Sunday, October 24, 2010

Virtual Virtues

I used to be terrified to enter a virtual world populated by what I perceived to be as pervs, peepers and perps. If I were single and looking for a date, and thank God I’m not, why on earth would I go online to find one? I considered it Looking for Love in All the Wrong Places.

And then, over the past several years, I had an epiphany when I learned that many of my close friends, my hairdresser, and even my family have successfully found friendship, love, and marriage via the internet.

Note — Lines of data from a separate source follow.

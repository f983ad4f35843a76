use serde::{Deserialize, Deserializer, Serialize};
use strum::{AsRefStr, EnumString};

use crate::error::{AppError, Result, msg};
use crate::progress::MAX_LESSON_SECONDS;

/// Distinguishes "field absent" (`None`) from "field set to null" (`Some(None)`)
/// in PATCH-style updates.
pub(crate) fn deserialize_optional_nullable<'de, D, T>(
    deserializer: D,
) -> std::result::Result<Option<Option<T>>, D::Error>
where
    D: Deserializer<'de>,
    T: Deserialize<'de>,
{
    let value: Option<T> = Option::deserialize(deserializer)?;
    Ok(Some(value))
}

/// ISO 4217 alphabetic code, stored lowercase.
pub fn validate_currency(currency: &str) -> Result<()> {
    if currency.len() != 3 || !currency.chars().all(|c| c.is_ascii_alphabetic()) {
        return Err(AppError::BadRequest(format!(
            "Invalid currency code: {}",
            currency
        )));
    }
    Ok(())
}

/// Slugs are lowercase ASCII words joined by single hyphens.
pub fn validate_slug(slug: &str) -> Result<()> {
    let valid = !slug.is_empty()
        && slug.len() <= 100
        && !slug.starts_with('-')
        && !slug.ends_with('-')
        && !slug.contains("--")
        && slug
            .chars()
            .all(|c| c.is_ascii_lowercase() || c.is_ascii_digit() || c == '-');
    if !valid {
        return Err(AppError::BadRequest(
            "Slug must be lowercase letters, digits and single hyphens".into(),
        ));
    }
    Ok(())
}

fn validate_title(title: &str) -> Result<()> {
    if title.trim().is_empty() {
        return Err(AppError::BadRequest(msg::TITLE_EMPTY.into()));
    }
    if title.len() > 200 {
        return Err(AppError::BadRequest("Title must be at most 200 characters".into()));
    }
    Ok(())
}

fn validate_duration(seconds: i64) -> Result<()> {
    if !(0..=MAX_LESSON_SECONDS).contains(&seconds) {
        return Err(AppError::BadRequest(format!(
            "duration_seconds must be between 0 and {}",
            MAX_LESSON_SECONDS
        )));
    }
    Ok(())
}

#[derive(Debug, Clone, Copy, PartialEq, Eq, Serialize, Deserialize, AsRefStr, EnumString)]
#[serde(rename_all = "snake_case")]
#[strum(serialize_all = "snake_case")]
pub enum CourseLevel {
    Beginner,
    Intermediate,
    Advanced,
}

#[derive(Debug, Clone, Serialize, Deserialize)]
pub struct Course {
    pub id: String,
    pub slug: String,
    pub title: String,
    pub subtitle: Option<String>,
    pub description: String,
    pub instructor_id: String,
    pub price_cents: i64,
    pub currency: String,
    pub level: CourseLevel,
    pub thumbnail_url: Option<String>,
    pub published: bool,
    pub created_at: i64,
    pub updated_at: i64,
    #[serde(skip_serializing_if = "Option::is_none")]
    pub deleted_at: Option<i64>,
}

impl Course {
    /// Visible in the catalog and purchasable.
    pub fn is_available(&self) -> bool {
        self.published && self.deleted_at.is_none()
    }
}

#[derive(Debug, Deserialize)]
pub struct CreateCourse {
    pub slug: String,
    pub title: String,
    pub subtitle: Option<String>,
    #[serde(default)]
    pub description: String,
    pub price_cents: i64,
    pub currency: Option<String>,
    pub level: Option<CourseLevel>,
    pub thumbnail_url: Option<String>,
    /// Admins may create a course on behalf of an instructor
    pub instructor_id: Option<String>,
}

impl CreateCourse {
    pub fn validate(&self) -> Result<()> {
        validate_slug(&self.slug)?;
        validate_title(&self.title)?;
        if self.price_cents < 0 {
            return Err(AppError::BadRequest("price_cents cannot be negative".into()));
        }
        if let Some(ref currency) = self.currency {
            validate_currency(currency)?;
        }
        Ok(())
    }
}

#[derive(Debug, Default, Deserialize)]
pub struct UpdateCourse {
    pub slug: Option<String>,
    pub title: Option<String>,
    #[serde(default, deserialize_with = "deserialize_optional_nullable")]
    pub subtitle: Option<Option<String>>,
    pub description: Option<String>,
    pub price_cents: Option<i64>,
    pub currency: Option<String>,
    pub level: Option<CourseLevel>,
    #[serde(default, deserialize_with = "deserialize_optional_nullable")]
    pub thumbnail_url: Option<Option<String>>,
}

impl UpdateCourse {
    pub fn validate(&self) -> Result<()> {
        if let Some(ref slug) = self.slug {
            validate_slug(slug)?;
        }
        if let Some(ref title) = self.title {
            validate_title(title)?;
        }
        if let Some(price) = self.price_cents
            && price < 0
        {
            return Err(AppError::BadRequest("price_cents cannot be negative".into()));
        }
        if let Some(ref currency) = self.currency {
            validate_currency(currency)?;
        }
        Ok(())
    }
}

#[derive(Debug, Clone, Serialize, Deserialize)]
pub struct CourseModule {
    pub id: String,
    pub course_id: String,
    pub title: String,
    pub position: i64,
    pub created_at: i64,
}

#[derive(Debug, Deserialize)]
pub struct CreateModule {
    pub title: String,
    /// Appended to the end when omitted
    pub position: Option<i64>,
}

impl CreateModule {
    pub fn validate(&self) -> Result<()> {
        validate_title(&self.title)
    }
}

#[derive(Debug, Deserialize)]
pub struct UpdateModule {
    pub title: Option<String>,
    pub position: Option<i64>,
}

impl UpdateModule {
    pub fn validate(&self) -> Result<()> {
        if let Some(ref title) = self.title {
            validate_title(title)?;
        }
        Ok(())
    }
}

#[derive(Debug, Clone, Serialize, Deserialize)]
pub struct Lesson {
    pub id: String,
    pub module_id: String,
    pub course_id: String,
    pub title: String,
    pub content: String,
    #[serde(skip_serializing)]
    pub video_blob: Option<String>,
    pub video_content_type: Option<String>,
    pub video_size: Option<i64>,
    pub duration_seconds: i64,
    pub is_preview: bool,
    pub position: i64,
    pub created_at: i64,
    pub updated_at: i64,
}

impl Lesson {
    pub fn summary(&self) -> LessonSummary {
        LessonSummary {
            id: self.id.clone(),
            title: self.title.clone(),
            duration_seconds: self.duration_seconds,
            is_preview: self.is_preview,
            position: self.position,
            has_video: self.video_blob.is_some(),
        }
    }
}

/// Lesson as shown in a public course outline (no content).
#[derive(Debug, Clone, Serialize)]
pub struct LessonSummary {
    pub id: String,
    pub title: String,
    pub duration_seconds: i64,
    pub is_preview: bool,
    pub position: i64,
    pub has_video: bool,
}

#[derive(Debug, Deserialize)]
pub struct CreateLesson {
    pub title: String,
    #[serde(default)]
    pub content: String,
    #[serde(default)]
    pub duration_seconds: i64,
    #[serde(default)]
    pub is_preview: bool,
    pub position: Option<i64>,
}

impl CreateLesson {
    pub fn validate(&self) -> Result<()> {
        validate_title(&self.title)?;
        validate_duration(self.duration_seconds)
    }
}

#[derive(Debug, Default, Deserialize)]
pub struct UpdateLesson {
    pub title: Option<String>,
    pub content: Option<String>,
    pub duration_seconds: Option<i64>,
    pub is_preview: Option<bool>,
    pub position: Option<i64>,
    /// Move the lesson to another module of the same course
    pub module_id: Option<String>,
}

impl UpdateLesson {
    pub fn validate(&self) -> Result<()> {
        if let Some(ref title) = self.title {
            validate_title(title)?;
        }
        if let Some(d) = self.duration_seconds {
            validate_duration(d)?;
        }
        Ok(())
    }
}

#[derive(Debug, Serialize)]
pub struct ModuleOutline {
    #[serde(flatten)]
    pub module: CourseModule,
    pub lessons: Vec<LessonSummary>,
}

#[derive(Debug, Serialize)]
pub struct CourseOutline {
    #[serde(flatten)]
    pub course: Course,
    pub instructor_name: String,
    pub modules: Vec<ModuleOutline>,
    pub total_lessons: i64,
    pub total_duration_seconds: i64,
}

#[derive(Debug, Deserialize)]
pub struct CourseListQuery {
    /// Case-insensitive title search
    pub q: Option<String>,
    pub level: Option<CourseLevel>,
    pub limit: Option<i64>,
    pub offset: Option<i64>,
}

Come to think of it, the online world is probably a better venue for discovering genuine human being-ness than a bar full of drunks and ne’er-do-wells, or a church full of self-righteous hypocrites who are keeping their demons in check by quoting the Bible while buggering little boys in the vestry on a Tuesday afternoon.

So I guess you could call me a convert to the wonders of the virtual marketplace. I still have reservations about privacy issues on Facebook, and Google’s intrusion into our neighborhoods and homes with its Wi Spy invasion while billing itself as the company that promulgates the mantra, “Don’t Be Evil,” so trust us.

So play Frontierville (as I do) and hook up with your old high school classmates online (as I do) but keep a watchful eye out for the potential for Facebook to sell you out to the highest bidder, as Mark Zuckerberg has done time and again.

And never take your eye off Google, whose tentacles are reaching into the smallest crevices of our lives and shaping our existence in ways unimaginable to the least sophisticated among us. Beware the Octopus.

So my advice for all of us who are addicted to the wonders of the internet is, go forth, engage, indulge, and enjoy. But do practice safe text.